今年は少し開花が遅いらしく、今が見ごろを迎えていた。
心なしか、遠く見える桜の枝も赤みを帯びてきたみたいに見える。
視線を落とせば、今はなんの作物も植わっていない畑の隅っこに黄色や白や紫のクロッカスが咲いていた。
春の足音は、そこかしこに。
うららかな陽射しが揺れる、晴れた日の午後。
寮の周辺を散策に出かけたボクは、この昼間の時間帯にすれ違う家族連れの多さに少し首を傾げ、あぁ、と納得する。そういえば、今日は春分の日だった。

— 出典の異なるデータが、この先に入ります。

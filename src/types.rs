use std::fmt;

use crate::conversions::field_type_to_str;
use crate::error::{Result, VctError};

/// Semantic type of an attribute field.
#[derive(Clone, Debug, PartialEq, Eq)]
pub enum FieldType {
    Char,
    Varchar,
    Int,
    Float,
    Double,
    Date,
    Time,
    Datetime,
    Varbin,
    /// A type token this crate does not know, kept verbatim.
    Other(String),
}

impl FieldType {
    /// Whether a field of this type may be added to a table structure.
    pub fn is_supported(&self) -> bool {
        !matches!(self, FieldType::Other(_))
    }
}

impl fmt::Display for FieldType {
    fn fmt(&self, f: &mut fmt::Formatter<'_>) -> fmt::Result {
        f.write_str(field_type_to_str(self))
    }
}

/// One entry of the field catalog.
#[derive(Clone, Debug, PartialEq)]
pub struct FieldSpec {
    pub name: String,
    pub field_type: FieldType,
    /// `-1` means unbounded.
    pub length: i32,
    /// `-1` means not applicable.
    pub precision: i32,
}

impl FieldSpec {
    pub fn new(name: impl Into<String>, field_type: FieldType) -> Self {
        Self {
            name: name.into(),
            field_type,
            length: -1,
            precision: -1,
        }
    }

    pub fn with_length(mut self, length: i32, precision: i32) -> Self {
        self.length = length;
        self.precision = precision;
        self
    }

    /// Interpret a stored value according to the declared field type.
    ///
    /// Attribute values are kept in their textual form after decoding; this
    /// turns `Int` text into `Value::Integer` and `Float`/`Double` text into
    /// `Value::Real`. Other types are returned unchanged.
    pub fn interpret(&self, value: &Value) -> Result<Value> {
        let text = match value {
            Value::Text(text) => text.trim(),
            other => return Ok(other.clone()),
        };
        let invalid = || VctError::InvalidFieldValue {
            field: self.name.clone(),
            value: text.to_string(),
        };
        match self.field_type {
            FieldType::Int => text.parse::<i64>().map(Value::Integer).map_err(|_| invalid()),
            FieldType::Float | FieldType::Double => {
                text.parse::<f64>().map(Value::Real).map_err(|_| invalid())
            }
            _ => Ok(value.clone()),
        }
    }
}

/// Document-level geometry kind, decided by the feature-code section.
#[derive(Clone, Copy, Debug, PartialEq, Eq, Hash)]
pub enum GeometryKind {
    Point,
    Line,
    Polygon,
    Unknown,
}

impl fmt::Display for GeometryKind {
    fn fmt(&self, f: &mut fmt::Formatter<'_>) -> fmt::Result {
        let name = match self {
            GeometryKind::Point => "Point",
            GeometryKind::Line => "Line",
            GeometryKind::Polygon => "Polygon",
            GeometryKind::Unknown => "Unknown",
        };
        f.write_str(name)
    }
}

/// Axis-aligned bounding rectangle. An extent whose maximum lies below its
/// minimum on either axis is empty.
#[derive(Clone, Copy, Debug, PartialEq)]
pub struct Extent {
    pub min_x: f64,
    pub min_y: f64,
    pub max_x: f64,
    pub max_y: f64,
}

impl Extent {
    pub const EMPTY: Extent = Extent {
        min_x: f64::MAX,
        min_y: f64::MAX,
        max_x: f64::MIN,
        max_y: f64::MIN,
    };

    pub fn new(min_x: f64, min_y: f64, max_x: f64, max_y: f64) -> Self {
        Self {
            min_x,
            min_y,
            max_x,
            max_y,
        }
    }

    pub fn is_empty(&self) -> bool {
        self.max_x < self.min_x || self.max_y < self.min_y
    }

    /// Grow this extent to cover `other`.
    pub fn combine(&mut self, other: &Extent) {
        if other.is_empty() {
            return;
        }
        self.min_x = self.min_x.min(other.min_x);
        self.min_y = self.min_y.min(other.min_y);
        self.max_x = self.max_x.max(other.max_x);
        self.max_y = self.max_y.max(other.max_y);
    }
}

impl Default for Extent {
    fn default() -> Self {
        Self::EMPTY
    }
}

/// Coordinate reference system identifier, treated as opaque.
#[derive(Clone, Copy, Debug, PartialEq, Eq)]
pub struct Crs {
    pub authority: &'static str,
    pub code: u32,
}

impl fmt::Display for Crs {
    fn fmt(&self, f: &mut fmt::Formatter<'_>) -> fmt::Result {
        write!(f, "{}:{}", self.authority, self.code)
    }
}

/// Feature-code metadata: what kind of features the document holds.
#[derive(Clone, Debug, PartialEq)]
pub struct FeatureClass {
    pub type_code: String,
    pub type_name: String,
    pub geometry_kind: GeometryKind,
    /// The geometry token as read from the file, used when the kind is unknown.
    pub geometry_token: String,
    pub attribute_table_name: String,
}

impl FeatureClass {
    pub fn new(
        type_code: impl Into<String>,
        type_name: impl Into<String>,
        geometry_kind: GeometryKind,
        attribute_table_name: impl Into<String>,
    ) -> Self {
        Self {
            type_code: type_code.into(),
            type_name: type_name.into(),
            geometry_kind,
            geometry_token: geometry_kind.to_string(),
            attribute_table_name: attribute_table_name.into(),
        }
    }
}

impl Default for FeatureClass {
    fn default() -> Self {
        Self::new("", "", GeometryKind::Unknown, "")
    }
}

/// Owned dynamic attribute value.
#[derive(Clone, Debug, PartialEq)]
pub enum Value {
    Null,
    Integer(i64),
    Real(f64),
    Text(String),
    Boolean(bool),
}

impl Value {
    fn type_name(&self) -> &'static str {
        match self {
            Value::Null => "null",
            Value::Integer(_) => "integer",
            Value::Real(_) => "real",
            Value::Text(_) => "text",
            Value::Boolean(_) => "boolean",
        }
    }

    pub fn is_null(&self) -> bool {
        matches!(self, Value::Null)
    }
}

/// Textual form written to the attribute section. `Null` is the empty string.
impl fmt::Display for Value {
    fn fmt(&self, f: &mut fmt::Formatter<'_>) -> fmt::Result {
        match self {
            Value::Null => Ok(()),
            Value::Integer(value) => write!(f, "{value}"),
            Value::Real(value) => write!(f, "{value}"),
            Value::Text(value) => f.write_str(value),
            Value::Boolean(value) => write!(f, "{value}"),
        }
    }
}

impl From<i64> for Value {
    fn from(value: i64) -> Self {
        Value::Integer(value)
    }
}

impl From<i32> for Value {
    fn from(value: i32) -> Self {
        Value::Integer(value.into())
    }
}

impl From<f64> for Value {
    fn from(value: f64) -> Self {
        Value::Real(value)
    }
}

impl From<bool> for Value {
    fn from(value: bool) -> Self {
        Value::Boolean(value)
    }
}

impl From<String> for Value {
    fn from(value: String) -> Self {
        Value::Text(value)
    }
}

impl From<&str> for Value {
    fn from(value: &str) -> Self {
        Value::Text(value.to_string())
    }
}

impl<T: Into<Value>> From<Option<T>> for Value {
    fn from(value: Option<T>) -> Self {
        match value {
            Some(value) => value.into(),
            None => Value::Null,
        }
    }
}

impl TryFrom<Value> for i64 {
    type Error = VctError;

    fn try_from(value: Value) -> Result<Self> {
        match value {
            Value::Integer(value) => Ok(value),
            Value::Real(value) if value.fract() == 0.0 => {
                if value < i64::MIN as f64 || value > i64::MAX as f64 {
                    Err(VctError::ValueOutOfRange { target: "i64" })
                } else {
                    Ok(value as i64)
                }
            }
            Value::Text(text) => text.trim().parse().map_err(|_| VctError::ValueTypeMismatch {
                expected: "integer",
                actual: "text",
            }),
            other => Err(VctError::ValueTypeMismatch {
                expected: "integer",
                actual: other.type_name(),
            }),
        }
    }
}

impl TryFrom<Value> for i32 {
    type Error = VctError;

    fn try_from(value: Value) -> Result<Self> {
        let value: i64 = value.try_into()?;
        i32::try_from(value).map_err(|_| VctError::ValueOutOfRange { target: "i32" })
    }
}

impl TryFrom<Value> for f64 {
    type Error = VctError;

    fn try_from(value: Value) -> Result<Self> {
        match value {
            Value::Real(value) => Ok(value),
            Value::Integer(value) => Ok(value as f64),
            Value::Text(text) => text.trim().parse().map_err(|_| VctError::ValueTypeMismatch {
                expected: "real",
                actual: "text",
            }),
            other => Err(VctError::ValueTypeMismatch {
                expected: "real",
                actual: other.type_name(),
            }),
        }
    }
}

impl TryFrom<Value> for bool {
    type Error = VctError;

    fn try_from(value: Value) -> Result<Self> {
        match value {
            Value::Boolean(value) => Ok(value),
            Value::Integer(value) => Ok(value != 0),
            Value::Text(text) if text.eq_ignore_ascii_case("true") => Ok(true),
            Value::Text(text) if text.eq_ignore_ascii_case("false") => Ok(false),
            other => Err(VctError::ValueTypeMismatch {
                expected: "boolean",
                actual: other.type_name(),
            }),
        }
    }
}

impl TryFrom<Value> for String {
    type Error = VctError;

    fn try_from(value: Value) -> Result<Self> {
        match value {
            Value::Null => Err(VctError::ValueTypeMismatch {
                expected: "text",
                actual: "null",
            }),
            other => Ok(other.to_string()),
        }
    }
}

macro_rules! impl_try_from_value_for_option {
    ($($ty:ty),*) => {
        $(
            impl TryFrom<Value> for Option<$ty> {
                type Error = VctError;

                fn try_from(value: Value) -> Result<Self> {
                    match value {
                        Value::Null => Ok(None),
                        other => <$ty>::try_from(other).map(Some),
                    }
                }
            }
        )*
    };
}

impl_try_from_value_for_option!(i64, i32, f64, bool, String);

#[cfg(test)]
mod tests {
    use super::{Extent, FieldSpec, FieldType, Value};
    use crate::Result;
    use crate::error::VctError;

    #[test]
    fn interpret_follows_declared_type() -> Result<()> {
        let count = FieldSpec::new("count", FieldType::Int);
        assert_eq!(count.interpret(&Value::from("12"))?, Value::Integer(12));

        let area = FieldSpec::new("area", FieldType::Double).with_length(10, 2);
        assert_eq!(area.interpret(&Value::from(" 3.5"))?, Value::Real(3.5));

        let name = FieldSpec::new("name", FieldType::Varchar);
        assert_eq!(name.interpret(&Value::from("12"))?, Value::from("12"));
        assert_eq!(count.interpret(&Value::Null)?, Value::Null);
        Ok(())
    }

    #[test]
    fn interpret_rejects_non_numeric_text() {
        let count = FieldSpec::new("count", FieldType::Int);
        let err = count
            .interpret(&Value::from("twelve"))
            .expect_err("text is not an integer");
        assert!(matches!(err, VctError::InvalidFieldValue { .. }));
    }

    #[test]
    fn null_converts_to_none() -> Result<()> {
        let maybe: Option<i64> = Value::Null.try_into()?;
        assert_eq!(maybe, None);
        let some: Option<i64> = Value::from("7").try_into()?;
        assert_eq!(some, Some(7));

        let err = String::try_from(Value::Null).expect_err("null is not text");
        assert!(matches!(err, VctError::ValueTypeMismatch { .. }));
        Ok(())
    }

    #[test]
    fn null_displays_as_empty_text() {
        assert!(Value::Null.is_null());
        assert!(!Value::from("").is_null());
        assert_eq!(Value::Null.to_string(), "");
        assert_eq!(Value::Real(2.5).to_string(), "2.5");
        assert_eq!(Value::Boolean(true).to_string(), "true");
    }

    #[test]
    fn extent_combine_ignores_empty() {
        let mut extent = Extent::EMPTY;
        assert!(extent.is_empty());
        extent.combine(&Extent::new(0.0, 0.0, 1.0, 1.0));
        extent.combine(&Extent::EMPTY);
        extent.combine(&Extent::new(-1.0, 0.5, 0.5, 3.0));
        assert_eq!(extent, Extent::new(-1.0, 0.0, 1.0, 3.0));
    }
}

今月頭に卒業し、進路も無事に決まっているボクは今、けっこうお気楽に日々を過ごしている。そりゃあ、来月からは大学生で、そのための準備は進めているけれど、高校を卒業した今のボクにとっては毎日が休日みたいなものだったから、曜日に縛られることもなければ、カレンダーの今日の日付が赤でも黒でも、別段構わないでいられるのだった。
歩く速度で、陽光がちらっとボクを射て。
ボクは目を細め、天を仰ぐ。
白い花が綻ぶ枝ごしに見た空は青く、高く。
かすかに風に乗って届くのは、清々しく甘い花の香り。
──ああ、春がくる。
ボクは深呼吸ひとつして、自分の胸に去来する想いを一つ一つ確かめた。
だいじょうぶ。
その結論を後押しするように、小さく微笑みながら「うん」と小さく頷いて。
そうして春の陽射しのなか、大きく腕を振ってボクはまた歩き出すのだ。